Mt. Mitoku is the jewel in Tottori's mountainous crown. One of three sacred mountain asceticism sites in Japan, Mt. Mitoku is an important pilgrimage spot for travelers. Renowned for its breathtaking views, the short but challenging hiking course to the uppermost temple of the Sanbutsuji Temple complex is an adventurer's dream.

Don't Miss

  • Take off your shoes and enjoy views from the veranda of Monjudo Temple
  • Ring the two-ton bell to announce your presence to the mountain gods

How to Get There

Use a combination of train and bus, or plane, train and bus travel options to reach Mt. Mitoku.

The closest transport point to Mt. Mitoku is Kurayoshi Station on the JR West Sanin Main Line. From the station, take a bus from Bus Stop No. 3. Your journey should take around 40 minutes. 

From Tokyo by plane, flights run from Haneda Airport to Tottori Airport. You can then get a bus to JR Kurayoshi Station. The bus trip takes about an hour.

If traveling by train from Tokyo, take a bullet train to JR Kyoto Station.
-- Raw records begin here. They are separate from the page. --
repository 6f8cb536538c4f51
pub mod password;
pub mod session;
pub mod auth;
pub mod content;
pub mod error;

use axum::{
    Json, Router,
    routing::{delete, get, post},
};

pub use auth::{AppState, AppStateInner};

/// Liveness probe.
pub async fn health() -> Json<serde_json::Value> {
    Json(serde_json::json!({ "status": "ok" }))
}

/// All `/api` routes. Static pages and middleware layers are the server
/// binary's concern.
pub fn router(state: AppState) -> Router {
    Router::new()
        .route("/api/register", post(auth::register))
        .route("/api/login", post(auth::login))
        .route(
            "/api/content",
            get(content::list_content).post(content::create_content),
        )
        .route("/api/content/{id}", delete(content::delete_content))
        .route("/api/health", get(health))
        .with_state(state)
}
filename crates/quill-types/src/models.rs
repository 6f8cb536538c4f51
use chrono::{DateTime, Utc};
use serde::{Deserialize, Serialize};

/// A registered account, one record per line in `users.json`.
///
/// The on-disk field is named `password` for compatibility with existing
/// deployments, but it only ever holds a PHC-format hash string — the
/// plaintext never touches disk.
#[derive(Debug, Clone, Serialize, Deserialize)]
pub struct User {
    pub id: String,
    pub username: String,
    #[serde(rename = "password")]
    pub password_hash: String,
    pub created_at: DateTime<Utc>,
}

/// A published item, stored in `content.json`.
///
/// `author` is a display name and is not validated against `username`;
/// `user_id` is the owning account and gates deletion.
#[derive(Debug, Clone, Serialize, Deserialize)]
pub struct ContentItem {
    pub id: String,
    pub title: String,
    pub content: String,
    pub author: String,
    pub user_id: String,
    pub date: DateTime<Utc>,
}
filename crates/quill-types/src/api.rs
use chrono::{DateTime, Utc};
use serde::{Deserialize, Serialize};

// -- Auth --

#[derive(Debug, Deserialize)]
pub struct RegisterRequest {
    pub username: String,
    pub password: String,
}

#[derive(Debug, Serialize)]
pub struct RegisterResponse {
    pub success: bool,
    pub message: String,
}

#[derive(Debug, Deserialize)]
pub struct LoginRequest {
    pub username: String,
    pub password: String,
}

/// Public view of a user — never carries the password hash.
#[derive(Debug, Serialize)]
pub struct UserSummary {
    pub id: String,
    pub username: String,
    pub created_at: DateTime<Utc>,
}

#[derive(Debug, Serialize)]
pub struct LoginResponse {
    pub success: bool,
    pub session_id: String,
    pub user: UserSummary,
}

// -- Content --

#[derive(Debug, Deserialize)]
pub struct CreateContentRequest {
    pub title: String,
    pub content: String,
    pub author: String,
    pub user_id: String,
}

#[derive(Debug, Serialize)]
pub struct CreateContentResponse {
    pub success: bool,
    pub id: String,
}

#[derive(Debug, Serialize)]
pub struct DeleteContentResponse {
    pub success: bool,
}
use axum::Json;
use axum::http::StatusCode;
use axum::response::{IntoResponse, Response};
use thiserror::Error;
use tracing::error;

/// Everything a handler can fail with, mapped to an HTTP status and a
/// short `{"detail": ...}` body.
///
/// Unknown-user and wrong-password both collapse into `InvalidCredentials`
/// so a login response never reveals whether a username exists.
#[derive(Debug, Error)]
pub enum ApiError {
    #[error("username already exists")]
    UsernameTaken,
    #[error("invalid username or password")]
    InvalidCredentials,
    #[error("not authorized")]
    Unauthorized,
    #[error("not allowed")]
    Forbidden,
    #[error("content not found")]
    NotFound,
    #[error("internal server error")]
    Internal(#[from] anyhow::Error),
}

impl IntoResponse for ApiError {
    fn into_response(self) -> Response {
        let status = match &self {
            ApiError::UsernameTaken => StatusCode::BAD_REQUEST,
            ApiError::InvalidCredentials | ApiError::Unauthorized => StatusCode::UNAUTHORIZED,
            ApiError::Forbidden => StatusCode::FORBIDDEN,
            ApiError::NotFound => StatusCode::NOT_FOUND,
            ApiError::Internal(source) => {
                // Log the cause server-side; the client gets a generic message.
                error!("internal error: {:#}", source);
                StatusCode::INTERNAL_SERVER_ERROR
            }
        };
        let body = Json(serde_json::json!({ "detail": self.to_string() }));
        (status, body).into_response()
    }
}
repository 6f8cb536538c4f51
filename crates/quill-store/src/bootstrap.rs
use anyhow::Result;
use chrono::Utc;

use quill_auth::password;
use quill_types::models::{ContentItem, User};

use crate::JsonStore;

pub const DEFAULT_ADMIN_ID: &str = "admin-id";
pub const DEFAULT_ADMIN_USERNAME: &str = "admin";
pub const DEFAULT_ADMIN_PASSWORD: &str = "admin123";

/// Seed both collections with their bootstrap records. Each file is only
/// written if it does not exist yet, so this is safe to run on every start.
pub async fn seed_defaults(store: &JsonStore) -> Result<()> {
    let admin = User {
        id: DEFAULT_ADMIN_ID.to_string(),
        username: DEFAULT_ADMIN_USERNAME.to_string(),
        password_hash: password::hash(DEFAULT_ADMIN_PASSWORD)?,
        created_at: Utc::now(),
    };
    store.users.seed_if_missing(vec![admin]).await?;

    let welcome = ContentItem {
        id: "welcome-id".to_string(),
        title: "Welcome".to_string(),
        content: "This is the first post.".to_string(),
        author: DEFAULT_ADMIN_USERNAME.to_string(),
        user_id: DEFAULT_ADMIN_ID.to_string(),
        date: Utc::now(),
    };
    store.content.seed_if_missing(vec![welcome]).await?;

    Ok(())
}

#[cfg(test)]
mod tests {
    use super::*;

    #[tokio::test]
    async fn seeds_admin_and_welcome_post() {
        let dir = tempfile::tempdir().unwrap();
        let store = JsonStore::open(dir.path()).await.unwrap();
        seed_defaults(&store).await.unwrap();

        let users = store.users.load().await.unwrap();
        assert_eq!(users.len(), 1);
        assert_eq!(users[0].username, DEFAULT_ADMIN_USERNAME);
        assert!(password::verify(DEFAULT_ADMIN_PASSWORD, &users[0].password_hash));

        let content = store.content.load().await.unwrap();
        assert_eq!(content.len(), 1);
        assert_eq!(content[0].user_id, users[0].id);
    }

    #[tokio::test]
    async fn reseeding_is_a_no_op() {
        let dir = tempfile::tempdir().unwrap();
        let store = JsonStore::open(dir.path()).await.unwrap();
        seed_defaults(&store).await.unwrap();
        let before = store.users.load().await.unwrap()[0].password_hash.clone();

        seed_defaults(&store).await.unwrap();
        let after = store.users.load().await.unwrap()[0].password_hash.clone();
        assert_eq!(before, after);
    }
}
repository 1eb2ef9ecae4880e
/*
    fluxcodec
    https://github.com/dbalsom/fluxcodec

    Copyright 2024-2025 Daniel Balsom

    Permission is hereby granted, free of charge, to any person obtaining a
    copy of this software and associated documentation files (the “Software”),
    to deal in the Software without restriction, including without limitation
    the rights to use, copy, modify, merge, publish, distribute, sublicense,
    and/or sell copies of the Software, and to permit persons to whom the
    Software is furnished to do so, subject to the following conditions:

    The above copyright notice and this permission notice shall be included in
    all copies or substantial portions of the Software.

    THE SOFTWARE IS PROVIDED “AS IS”, WITHOUT WARRANTY OF ANY KIND, EXPRESS OR
    IMPLIED, INCLUDING BUT NOT LIMITED TO THE WARRANTIES OF MERCHANTABILITY,
    FITNESS FOR A PARTICULAR PURPOSE AND NONINFRINGEMENT. IN NO EVENT SHALL THE
    AUTHORS OR COPYRIGHT HOLDERS BE LIABLE FOR ANY CLAIM, DAMAGES OR OTHER
    LIABILITY, WHETHER IN AN ACTION OF CONTRACT, TORT OR OTHERWISE, ARISING
    FROM, OUT OF OR IN CONNECTION WITH THE SOFTWARE OR THE USE OR OTHER
    DEALINGS IN THE SOFTWARE.

    --------------------------------------------------------------------------

    src/codec/gcr_cbm.rs

    Commodore 4-to-5 bit GCR table codec.
*/

use crate::codec::{push_bits, DecodedByte, SchemeCodec};
use bit_vec::BitVec;

pub const CBM_GROUP_LEN: usize = 5;
pub const CBM_BYTE_LEN: usize = 10;

/// Sentinel for codewords outside the table's image set.
pub const INVALID_GCR: u8 = 0xFF;

/// The Commodore 4-to-5 bit GCR code. No codeword contains more than two
/// consecutive zeros or starts/ends with more than one, so concatenated
/// codewords never exceed a run of two.
pub const CBM_GCR_ENCODE: [u8; 16] = [
    0b01010, // 0000
    0b01011, // 0001
    0b10010, // 0010
    0b10011, // 0011
    0b01110, // 0100
    0b01111, // 0101
    0b10110, // 0110
    0b10111, // 0111
    0b01001, // 1000
    0b11001, // 1001
    0b11010, // 1010
    0b11011, // 1011
    0b01101, // 1100
    0b11101, // 1101
    0b11110, // 1110
    0b10101, // 1111
];

const fn invert_cbm(table: [u8; 16]) -> [u8; 32] {
    let mut inverse = [INVALID_GCR; 32];
    let mut i = 0;
    while i < 16 {
        inverse[table[i] as usize] = i as u8;
        i += 1;
    }
    inverse
}

pub(crate) const CBM_GCR_DECODE: [u8; 32] = invert_cbm(CBM_GCR_ENCODE);

/// Encode a nibble into its 5-bit codeword.
pub fn cbm_encode_group(nibble: u8) -> u8 {
    CBM_GCR_ENCODE[(nibble & 0x0F) as usize]
}

/// Decode a 5-bit codeword. Codewords outside the image set return `None`.
pub fn cbm_decode_group(code: u8) -> Option<u8> {
    match CBM_GCR_DECODE[(code & 0x1F) as usize] {
        INVALID_GCR => None,
        nibble => Some(nibble),
    }
}

/// CBM GCR codec. A byte is split into two nibbles, high nibble first, each
/// encoded independently and concatenated into a 10-cell group.
#[derive(Clone, Debug, Default)]
pub struct CbmGcrCodec {
    shift_reg: u16,
    cell_ct: usize,
}

impl CbmGcrCodec {
    pub fn new() -> Self {
        Default::default()
    }
}

impl SchemeCodec for CbmGcrCodec {
    fn reset(&mut self) {
        self.shift_reg = 0;
        self.cell_ct = 0;
    }

    fn encode_byte(&mut self, byte: u8, sink: &mut BitVec) {
        push_bits(sink, cbm_encode_group(byte >> 4) as u16, CBM_GROUP_LEN);
        push_bits(sink, cbm_encode_group(byte & 0x0F) as u16, CBM_GROUP_LEN);
    }

    fn decode_cell(&mut self, cell: bool) -> Option<DecodedByte> {
        self.shift_reg = (self.shift_reg << 1) | cell as u16;
        self.cell_ct += 1;
        if self.cell_ct < CBM_BYTE_LEN {
            return None;
        }
        self.cell_ct = 0;

        let hi = cbm_decode_group((self.shift_reg >> 5) as u8);
        let lo = cbm_decode_group(self.shift_reg as u8);
        Some(match (hi, lo) {
            (Some(hi), Some(lo)) => DecodedByte::ok(hi << 4 | lo),
            _ => {
                log::trace!("cbm gcr: codeword outside image set: {:010b}", self.shift_reg & 0x3FF);
                DecodedByte::invalid()
            }
        })
    }

    fn align(&mut self) {
        self.cell_ct = 0;
    }
}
Take the Super-Hakuto Express to Kurayoshi Station.

From Osaka, take the Super-Hakuto Express from JR Shin-Osaka Station to Kurayoshi Station.

Quick Facts

Whether you can climb or not depends on the weather—you cannot climb to the upper temples after snowfall

Parts of the mountain cannot be climbed alone; if traveling by yourself, ask fellow hikers for permission to join them

Mitoku means the three primary virtues of Buddhism: wisdom, renunciation and judgment

A pilgrimage to Mt. Mitoku is said to purify your six roots of perception: eyes, ears, nose, tongue, body and mind

The climb to Nageiredo

The priests of Sanbutsuji Temple proudly refer to the Nageiredo Temple as “Japan's most dangerous National Treasure.” The temple itself is not dangerous, but the hiking path to it is somewhat precarious. Having said that, the ascent and descent to the uppermost temple is almost always completed without incident.

The inherent dangerous nature of the pilgrimage is an essential component of a visit to Mt. Mitoku. It is believed that by embarking on a hazardous journey your senses will be honed and improved. This training is called the “Way of the Ascetics.”

Where it pays to be prepared

From the parking areas and bus stop, first ascend a steep set of stone stairs to the lower temples of the complex. A small fee is required to reach the beginning of the hiking trail.

After further stairs find Sanbutsji Temple and an offer of free tea. Behind the temple is the beginning of the hiking trail where you must register and pay a fee to continue. If the tread of your shoes is deemed insufficient, purchase waraji sandals to complete your journey. Cotton gloves to protect your hands are optional.

You will be given a ceremonial sash to wear during your climb.

Outstanding views across a lush valley await

Enter through a gate and over a small bridge, Yadoiribashi, the entry point to the sacred mountain. Roots and lianas decorate the steep climb to the top of the ridge. The path now levels out somewhat until you reach an angled rock-face on which the Monjudo Temple rests. A series of chains lead to the temple.

Travelers take off their shoes and walk around the temple veranda for stunning views of the lush valley below. On a clear day, see the lower slopes of Mt. Daisen and even across the Sea of Japan to the Oki Islands in neighboring Shimane Prefecture .

A one-of-a-kind architectural treasure

The path continues along steep ridges and through bamboo groves until you turn the final corner. You'll then see Nageiredo Temple at the entrance of a cave.

Fortune telling and flowers

In the late seventh century, the Japanese mystic En no Gyoja was said to have thrown three petals of a lotus into the air saying that they "should fly down to places related to gods and Buddha." One landed at Yoshino in Nara Prefecture , one at Ishizuchiyama in Ehime Prefecture , and one at Mt. Mitoku.

* The information on this page may be subject to change due to COVID-19.